Information that can be inferred or directly stated from the document, but does not fit the requested format for acceptance criteria/performance study:

• "Acceptance Criteria" (Implicit): The implicit acceptance criteria are that the device:

  • Accepts two breathing gases.
  • Employs a "block-and-bleed" gas isolation method.
  • Is intended for breathing gases (air, oxygen).
  • Uses specified wetted materials (Copper, Brass, Stainless-steel).
  • Uses 100% oxygen compatible soft goods.
  • Can be manually operated.
  • Adheres to ASME PVHO-1 code for gas isolation.
  • Is substantially equivalent to the predicate in function and safety.

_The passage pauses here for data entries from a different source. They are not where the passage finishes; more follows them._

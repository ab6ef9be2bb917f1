use std::sync::Arc;

use async_channel::{Receiver, Sender};
use async_trait::async_trait;

use crate::firestore::error::{FirestoreError, FirestoreErrorCode, FirestoreResult};
use crate::firestore::remote::remote_event::WatchSnapshot;
use crate::firestore::remote::watch_change::WatchChange;
use crate::firestore::remote::watch_change_aggregator::WatchState;
use crate::platform::runtime;

/// Receives the output of a listen loop.
///
/// `on_error` is called at most once, after which the loop stops.
#[async_trait]
pub trait SnapshotDelegate: Send + Sync + 'static {
    async fn on_snapshot(&self, snapshot: WatchSnapshot);
    async fn on_error(&self, error: FirestoreError);
}

/// Feeds watch events into a running listen loop.
#[derive(Clone, Debug)]
pub struct ListenHandle {
    target_id: i32,
    sender: Sender<WatchChange>,
}

impl ListenHandle {
    pub fn target_id(&self) -> i32 {
        self.target_id
    }

    pub async fn send(&self, change: WatchChange) -> FirestoreResult<()> {
        self.sender.send(change).await.map_err(|_| self.stopped())
    }

    pub fn try_send(&self, change: WatchChange) -> FirestoreResult<()> {
        self.sender.try_send(change).map_err(|_| self.stopped())
    }

    /// Stops the loop once the events already queued have been processed.
    pub fn close(&self) {
        self.sender.close();
    }

    pub fn is_closed(&self) -> bool {
        self.sender.is_closed()
    }

    fn stopped(&self) -> FirestoreError {
        FirestoreError::new(
            FirestoreErrorCode::Cancelled,
            format!("listen loop for target {} has stopped", self.target_id),
        )
    }
}

/// Runs `state` on a background task and returns the handle used to feed it.
pub fn spawn_listen(state: WatchState, delegate: Arc<dyn SnapshotDelegate>) -> ListenHandle {
    let (sender, receiver) = async_channel::unbounded();
    let target_id = state.target_id();
    runtime::spawn_detached(run_listen_loop(state, receiver, delegate));
    ListenHandle { target_id, sender }
}

/// Applies events in arrival order until the channel closes or an event fails.
pub async fn run_listen_loop(
    mut state: WatchState,
    events: Receiver<WatchChange>,
    delegate: Arc<dyn SnapshotDelegate>,
) {
    while let Ok(change) = events.recv().await {
        match state.resolve_event(change) {
            Ok(Some(snapshot)) => delegate.on_snapshot(snapshot).await,
            Ok(None) => {}
            Err(err) => {
                log::warn!("listen loop for target {} terminated: {err}", state.target_id());
                events.close();
                delegate.on_error(err).await;
                return;
            }
        }
    }
    log::debug!("listen loop for target {} closed", state.target_id());
}
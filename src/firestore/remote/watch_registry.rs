use std::collections::BTreeMap;

use crate::firestore::api::query::OrderBy;
use crate::firestore::error::{invalid_argument, FirestoreResult};
use crate::firestore::remote::remote_event::WatchSnapshot;
use crate::firestore::remote::watch_change::WatchChange;
use crate::firestore::remote::watch_change_aggregator::WatchState;

/// Listen targets multiplexed over one stream, keyed by target id.
///
/// A target whose event fails is dropped from the registry; later events for
/// that id are rejected until it is subscribed again.
#[derive(Debug, Default)]
pub struct WatchRegistry {
    targets: BTreeMap<i32, WatchState>,
}

impl WatchRegistry {
    pub fn new() -> Self {
        Self::default()
    }

    pub fn subscribe(&mut self, target_id: i32, order_by: Vec<OrderBy>) -> FirestoreResult<()> {
        if self.targets.contains_key(&target_id) {
            return Err(invalid_argument(format!(
                "Target {target_id} is already subscribed"
            )));
        }
        self.targets
            .insert(target_id, WatchState::new(target_id, order_by));
        log::debug!("subscribed watch target {target_id}");
        Ok(())
    }

    pub fn resolve_event(
        &mut self,
        target_id: i32,
        change: WatchChange,
    ) -> FirestoreResult<Option<WatchSnapshot>> {
        let state = self
            .targets
            .get_mut(&target_id)
            .ok_or_else(|| invalid_argument(format!("Target {target_id} is not subscribed")))?;
        match state.resolve_event(change) {
            Ok(snapshot) => Ok(snapshot),
            Err(err) => {
                log::warn!("dropping watch target {target_id}: {err}");
                self.targets.remove(&target_id);
                Err(err)
            }
        }
    }

    pub fn unsubscribe(&mut self, target_id: i32) -> Option<WatchState> {
        self.targets.remove(&target_id)
    }

    pub fn state(&self, target_id: i32) -> Option<&WatchState> {
        self.targets.get(&target_id)
    }

    pub fn len(&self) -> usize {
        self.targets.len()
    }

    pub fn is_empty(&self) -> bool {
        self.targets.is_empty()
    }
}

#[cfg(test)]
mod tests {
    use super::*;
    use crate::firestore::error::FirestoreErrorCode;
    use crate::firestore::remote::watch_change::{TargetChangeState, WatchTargetChange};

    #[test]
    fn failing_target_is_torn_down() {
        let mut registry = WatchRegistry::new();
        registry.subscribe(1, Vec::new()).unwrap();
        registry.subscribe(2, Vec::new()).unwrap();
        assert!(registry.subscribe(1, Vec::new()).is_err());

        let remove = WatchChange::TargetChange(WatchTargetChange::new(TargetChangeState::Remove));
        let err = registry.resolve_event(1, remove.clone()).unwrap_err();
        assert_eq!(err.code, FirestoreErrorCode::ProtocolViolation);
        assert!(registry.state(1).is_none());
        assert!(registry.state(2).is_some());

        let err = registry.resolve_event(1, remove).unwrap_err();
        assert_eq!(err.code, FirestoreErrorCode::InvalidArgument);
    }

    #[test]
    fn unsubscribe_returns_state() {
        let mut registry = WatchRegistry::new();
        registry.subscribe(4, Vec::new()).unwrap();
        let state = registry.unsubscribe(4).unwrap();
        assert_eq!(state.target_id(), 4);
        assert!(registry.is_empty());
    }
}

• "Device Performance" (Implicit): The device is reported to perform "the same" as the predicate device's air/oxygen switch-over circuit in terms of gas selection and isolation. The "block-and-bleed" design "insures that the device supplied receives only the gas selected even if there is a leak in any of the other piping components," which is the core performance claim related to safety.

Therefore, the table and subsequent questions cannot be populated meaningfully as a clinical performance study was not conducted or reported.

Explanation for missing fields:

1. A table of acceptance criteria and the reported device performance: Not applicable as performance is demonstrated by substantial equivalence to an existing device and adherence to a safety standard (ASME PVHO-1) for its safety mechanism. There are no measurable performance metrics like accuracy, sensitivity, or specificity.
2. Sample size used for the test set and the data provenance: Not applicable. No test set in the conventional sense was used for performance evaluation.
3. Number of experts used to establish the ground truth for the test set and the qualifications of those experts: Not applicable. No ground truth in a clinical sense was established.
4. Adjudication method for the test set: Not applicable.
5. If a multi reader multi case (MRMC) comparative effectiveness study was done, If so, what was the effect size of how much human readers improve with AI vs without AI assistance: Not applicable. This is a mechanical gas manifold, not an AI-assisted diagnostic device.
6. If a standalone (i.e. algorithm only without human-in-the loop performance) was done: Not applicable. This device does not have an algorithm.
7. The type of ground truth used: Not applicable. The "ground truth" here is the established safety and functional equivalence of the "block-and-bleed" design, as validated by ASME PVHO-1 code and its prior use in a legally marketed device.
8. The sample size for the training set: Not applicable. No training set for an algorithm.
9. How the ground truth for the training set was established: Not applicable.

In summary, this 510(k) focuses on demonstrating safety and functional equivalence through design comparison rather than presenting results from a performance study with specific acceptance criteria.